29.10.2019
Barrio de Alaberga en Errenteria, Gipuzkoa
Hay proyectos que transitan por escalas diversas y que en principio parecen inconjugables, escalas que afectan a la ciudad pero que anclan su arquitectura en la materia.
La ciudad es forma, tejido edificado, público y privado, pero también es el sumatorio de las personas que la habitan. El envejecimiento de la población es en la actualidad una realidad innegable. En nuestra sociedad 9 millones de personas tienen ahora más de 65 años. En el año 2050 esa cifra alcanzará los 15 millones, es decir, 1 de cada 3 ciudadanos tendrá más de 65 años. El impacto sobre la sanidad, la economía, o la sociología es más que evidente, pero ¿cuál será el impacto sobre la ciudad?
El barrio de Alaberga en Errenteria, Gipuzkoa, se construyó en los años 60, en pleno desarrollo industrial, para albergar un gran número de población de la forma más rápida posible. La accidentada topografía dividió la ordenación en dos ámbitos diferenciados, uno en la cota baja organizado en torno a la iglesia y con unos bloques lineales que se acercan a la formalización de manzanas y calles; y otro ámbito con edificaciones dispersas que trepan por las laderas dejando vacías las zonas más escarpadas. Hoy Errenteria se ha expandido por la cota más alta dejando ese territorio verde como un vacío verde urbano que divide el municipio con un desnivel de más de 40 metros.
Una ciudad partida, que puede ser reconectada para el peatón mediante dos ascensores urbanos, que van suturando todas las cotas importantes, caminos intermedios, accesos a la iglesia o a las viviendas cercanas. Así como la de un nuevo vial que permite que un bloque con 6 portales y 42 viviendas acceda ahora a cota al portal, sin tener que subir un desnivel de 10 metros de angostas escaleras para poder acceder a la planta baja. Esta intervención únicamente puede explicarse desde lo urbano, como una solución directa a la obsolescencia de un esquema de ciudad que fue pensado para otro perfil de habitante y que hoy resulta inaceptable para una gran mayoría de la ciudadanía.

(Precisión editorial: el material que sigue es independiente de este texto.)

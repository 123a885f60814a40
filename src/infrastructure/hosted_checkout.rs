use crate::config::GatewayConfig;
use crate::domain::checkout::{CheckoutEvent, CheckoutMode, SessionToken};
use crate::domain::ports::CheckoutWidget;
use crate::error::{CheckoutError, Result};
use async_trait::async_trait;
use std::sync::atomic::{AtomicBool, Ordering};
use url::Url;

/// Gateway-hosted checkout page, driven from a headless process.
///
/// Only redirect delivery is possible here: opening a session yields the
/// hosted page URL the user has to visit. The gateway then sends the browser
/// to the return URL with `order_id` appended.
pub struct HostedCheckout {
    client: reqwest::Client,
    config: GatewayConfig,
    loaded: AtomicBool,
}

impl HostedCheckout {
    pub fn new(config: GatewayConfig) -> Self {
        let loaded = config.script_url.is_none();
        Self {
            client: reqwest::Client::new(),
            config,
            loaded: AtomicBool::new(loaded),
        }
    }

    fn checkout_url(&self, token: &SessionToken) -> Result<String> {
        let mut url = Url::parse(&self.config.checkout_url)
            .map_err(|e| CheckoutError::GatewayLoad(format!("invalid checkout URL: {e}")))?;
        url.query_pairs_mut()
            .append_pair("session_id", token.as_str());
        Ok(url.into())
    }
}

#[async_trait]
impl CheckoutWidget for HostedCheckout {
    fn is_loaded(&self) -> bool {
        self.loaded.load(Ordering::Acquire)
    }

    async fn load(&self) -> Result<()> {
        let Some(script_url) = &self.config.script_url else {
            self.loaded.store(true, Ordering::Release);
            return Ok(());
        };

        self.client
            .get(script_url)
            .send()
            .await
            .and_then(|response| response.error_for_status())
            .map_err(|e| CheckoutError::GatewayLoad(format!("{script_url}: {e}")))?;

        tracing::info!(%script_url, "checkout library loaded");
        self.loaded.store(true, Ordering::Release);
        Ok(())
    }

    async fn checkout(&self, token: &SessionToken, mode: CheckoutMode) -> Result<CheckoutEvent> {
        match mode {
            CheckoutMode::Redirect => {
                let checkout_url = self.checkout_url(token)?;
                tracing::info!(%checkout_url, "redirecting to hosted checkout");
                Ok(CheckoutEvent::Redirected { checkout_url })
            }
            CheckoutMode::Callback => {
                tracing::warn!("callback checkout needs an embedded UI; nothing was opened");
                Ok(CheckoutEvent::Dismissed)
            }
        }
    }
}

#[cfg(test)]
mod tests {
    use super::*;

    #[tokio::test]
    async fn test_redirect_builds_checkout_url() {
        let widget = HostedCheckout::new(GatewayConfig::default());
        assert!(widget.is_loaded());

        let token = SessionToken::parse("session_abc 1", "session_").unwrap();
        let event = widget.checkout(&token, CheckoutMode::Redirect).await.unwrap();
        assert_eq!(
            event,
            CheckoutEvent::Redirected {
                checkout_url: "https://payments.example.com/checkout?session_id=session_abc+1"
                    .to_string()
            }
        );
    }

    #[tokio::test]
    async fn test_unreachable_script_fails_to_load() {
        let widget = HostedCheckout::new(GatewayConfig {
            script_url: Some("http://127.0.0.1:1/checkout.js".to_string()),
            ..GatewayConfig::default()
        });
        assert!(!widget.is_loaded());
        assert!(matches!(
            widget.load().await,
            Err(CheckoutError::GatewayLoad(_))
        ));
        assert!(!widget.is_loaded());
    }
}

Por otro lado la propuesta debe concretarse y responder al lugar en el que se sitúa. El proyecto concentra gran cantidad de esfuerzos en domesticar la percepción de estas dos infraestructuras que cruzan la ladera. Aquel espacio residual, cedido a la naturaleza, dadas sus malas condiciones para la edificación, es una barrera física para la ciudad pero también un pulmón verde de gran valor que debe ser preservado. Un bosque denso de arboles caducos cuya apariencia cambia radicalmente del verano al invierno, construyendo diferentes percepciones respecto de un nuevo lugar.
Las caras facetadas de ambas estructuras y su revestimiento de aluminio pulido espejo pretenden una relación directa con ese entorno cambiante. Juguetear con los mecanismos que rigen la percepción del espectador supone para el arquitecto la posibilidad de organizar un mundo de sorpresas o desequilibrios que retan a la seguridad que el conocimiento previo del mundo nos rodea. Al fin y al cabo la percepción no es otra cosa que la manera en la que nuestro cerebro interpreta los diferentes estímulos que recibe a través de los sentidos para formarse una impresión consciente de la realidad del contexto por el que nos movemos. Los reflejos y superposiciones de cubiertas, nubes, ramas u hojas se convierten en el verdadero y cambiante material de las torres y pasarelas. De algún modo el paisaje parece en ocasiones fluir apoderándose del volumen construido, desdibujando sus límites, alterando su masa. No se sabe si el paisaje ha reabsorbido la arquitectura, o si por el contrario es la obra construida la que se ha apropiado del marco natural.